Portanto, nada de ficar lamentando igual a um maricas. Você não é melhor do que ninguém por ter duas ou três firmas enroladas, pessoas jurídicas que, aliás, jamais sairão dos registros oficiais, pois está cientificamente comprovado que é impossível fechar uma empresa neste país. Se a paciência do Bush permitir e o mundo sobreviver, o seu tropeço ficará eternamente a engordar os números da nossa economia, alimentando as estatísticas e comprovando a espetacular habilidade dos governantes de plantão em sua santa tarefa de disseminar o espírito empreendedor. Chega de choramingos, isso aí é só mais um pouquinho de Brasil, iaiá.

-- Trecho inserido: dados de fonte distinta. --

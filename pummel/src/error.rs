use std::io;
use thiserror::Error;

/// Failure while waiting on a rate limiter.
#[derive(Debug, Clone, PartialEq, Eq, Error)]
pub enum ThrottleError {
    #[error("Rate limiter wait was cancelled.")]
    Cancelled,

    #[error("Requested {requested} tokens but the limiter burst is {burst}.")]
    InsufficientCapacity { requested: u32, burst: u32 },
}

impl From<ThrottleError> for io::Error {
    fn from(err: ThrottleError) -> Self {
        match err {
            ThrottleError::Cancelled => io::Error::other(err),
            ThrottleError::InsufficientCapacity { .. } => {
                io::Error::new(io::ErrorKind::InvalidInput, err)
            }
        }
    }
}

/// Failure of a [`RateLimitedReader::read`](crate::RateLimitedReader::read) call.
///
/// Both variants carry the number of bytes which were already placed into the caller's buffer
/// before the failure. Those bytes are valid and are not read again.
#[derive(Debug, Error)]
pub enum ReadError {
    #[error("Reading the source failed after {filled} bytes: {source}")]
    Source {
        filled: usize,
        #[source]
        source: io::Error,
    },

    #[error("Throttling stopped after {filled} bytes: {source}")]
    Throttled {
        filled: usize,
        #[source]
        source: ThrottleError,
    },
}

impl ReadError {
    pub fn filled(&self) -> usize {
        match self {
            Self::Source { filled, .. } | Self::Throttled { filled, .. } => *filled,
        }
    }

    /// True when the limiter wait was cancelled, as opposed to the source failing.
    pub fn is_cancelled(&self) -> bool {
        matches!(
            self,
            Self::Throttled {
                source: ThrottleError::Cancelled,
                ..
            }
        )
    }
}

impl From<ReadError> for io::Error {
    fn from(err: ReadError) -> Self {
        match err {
            ReadError::Source { source, .. } => source,
            ReadError::Throttled { source, .. } => source.into(),
        }
    }
}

E se o Brasil houvesse levado a Copa do Mundo pela sexta vez? Isso não teria sido uma ofensa à nação, espécie de humilhação coletiva, sucesso capaz de esmagar gente como a gente, que usa as pilhas de recibos e cartões das firmas falidas para anotar recados telefônicos e nivelar o pé do armário? Nada disso. Basta lembrar que os nossos clubes são tão perdedores que nenhum daqueles hoje apedrejados artistas da bola joga no time nosso ou no time teu - sequer moram no país do futebol.

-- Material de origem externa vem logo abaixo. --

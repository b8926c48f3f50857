#![doc = include_str!("../README.md")]
mod config;
mod constants;
mod data;
mod report;
mod stats;

pub use config::*;
pub use constants::*;
pub use data::*;
pub use report::*;
pub use stats::*;
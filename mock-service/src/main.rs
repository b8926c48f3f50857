use metrics_exporter_prometheus::PrometheusBuilder;
use std::net::SocketAddr;
use tracing_subscriber::{EnvFilter, FmtSubscriber};

#[tokio::main]
async fn main() -> anyhow::Result<()> {
    FmtSubscriber::builder()
        .with_env_filter(
            EnvFilter::try_from_default_env()
                .unwrap_or_else(|_| EnvFilter::new("mock_service=debug,tower_http=info")),
        )
        .init();

    PrometheusBuilder::new()
        .with_http_listener("0.0.0.0:8003".parse::<SocketAddr>()?)
        .install()?;

    tokio::spawn(mock_service::rps_measure_task());

    let addr: SocketAddr = "0.0.0.0:3002".parse()?;
    mock_service::run(addr).await
}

E para que você fique totalmente reconfortado, saiba que o caneco mundial do empreendedorismo é verde e amarelo: são mais de 500 mil novos negócios abertos por ano. Recorde absoluto. Mas, como não deixamos por menos e queremos ser campeões em tudo, cerca de 450 mil dessas portas se fecham antes de completar 12 meses, marcadas pela asa do corvo, levadas no bico do urubu e arrastadas para as profundezas pelo tsunami constante dessa maré de azar. Sorte nossa: é nós na fita, é o Brasil na frente, é outra medalha de ouro para a coleção.

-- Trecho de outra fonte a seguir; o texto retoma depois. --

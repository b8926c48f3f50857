use crate::config::{LatencyUnit, ReportConfig};
use crate::stats::Summary;
use std::fmt;
use std::io::{self, Write};

/// Text rendering of a [`Summary`].
///
/// Fields are printed in a fixed order: total, slowest, fastest, average, requests/sec, speed
/// index, then one line per status code.
pub struct Report<'a> {
    summary: &'a Summary,
    config: &'a ReportConfig,
}

impl<'a> Report<'a> {
    pub fn new(summary: &'a Summary, config: &'a ReportConfig) -> Self {
        Self { summary, config }
    }
}

impl fmt::Display for Report<'_> {
    fn fmt(&self, f: &mut fmt::Formatter<'_>) -> fmt::Result {
        let s = self.summary;

        writeln!(f, "\nSummary:")?;
        writeln!(f, "  total:\t{} secs", s.total.as_secs_f64())?;
        writeln!(f, "  slowest:\t{} secs", s.slowest_secs())?;
        writeln!(f, "  fastest:\t{} secs", s.fastest_secs())?;
        match self.config.average_unit {
            LatencyUnit::Seconds => writeln!(f, "  average:\t{} secs", s.mean_latency_secs())?,
            LatencyUnit::Nanoseconds => writeln!(f, "  average:\t{} ns", s.mean_latency_nanos)?,
        }
        writeln!(f, "  requests/sec:\t{}", s.requests_per_second)?;
        writeln!(f, "  speed index:\t{}", s.speed_index)?;

        if self.config.status_codes {
            writeln!(f, "\nStatus code distribution:")?;
            for (code, count) in s.status_codes.iter() {
                writeln!(f, "  [{code}]\t{count} responses")?;
            }
        }

        Ok(())
    }
}

impl Summary {
    pub fn report<'a>(&'a self, config: &'a ReportConfig) -> Report<'a> {
        Report::new(self, config)
    }

    /// Write the report to `sink`.
    pub fn write_report<W: Write>(&self, mut sink: W, config: &ReportConfig) -> io::Result<()> {
        write!(sink, "{}", self.report(config))?;
        sink.flush()
    }

    /// Write the report to standard output.
    pub fn print(&self, config: &ReportConfig) -> io::Result<()> {
        self.write_report(io::stdout().lock(), config)
    }
}

impl fmt::Display for Summary {
    fn fmt(&self, f: &mut fmt::Formatter<'_>) -> fmt::Result {
        fmt::Display::fmt(&self.report(&ReportConfig::default()), f)
    }
}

Devagarzinho, quase sem querer, socializamos o azar. Quando não chutamos direto na bandeirinha de escanteio, tudo sempre dá na trave para todos, indistintamente, pois ela é grossíssima, o gol é pequeno, o goleiro é imenso, a bola é quadrada e o gramado também não ajuda. Pobres e ricos, irmanados, estão fracassando e andando juntos por este país-continente. Os humildes querem ir dar banho em defunto no exterior, voltar com uma bela bolada e abrir a franquia estrangeira que estiver mais em conta. Os posudos esperam que, no último minuto da prorrogação, chegue aquela multinacional para injetar uma grana preta nas suas outrora prósperas marcas e, de xepa, sonham emplacar um emprego de executivo na ex-empresa, pois – não é nada, não é nada – ao menos aparece na televisão. A gringarada, mesmo sem entender direito o que se passa, compra tudo e ainda paga mais do que valemos. Pedem logo dois, um para comer no local, outro embrulhado para viagem. Lá de onde eles vêm ninguém gosta de ser chamado de “looser” – felizmente um termo sem tradução em português. Então, dão a maior força, que é para a gente não ficar na pior.

Agora, me desculpem, vocês são muito boa gente, o papo estava ótimo, mas eu tenho que resolver uns negócios, acertar com o contador, passar na prefeitura, tirar licença, comprar um carrinho, falar com o vereador, conseguir um ponto. Pois com essa minha idéia genial do cachorro-quente de três vinas não tem erro: é correr para o abraço. Ou para a fronteira do México.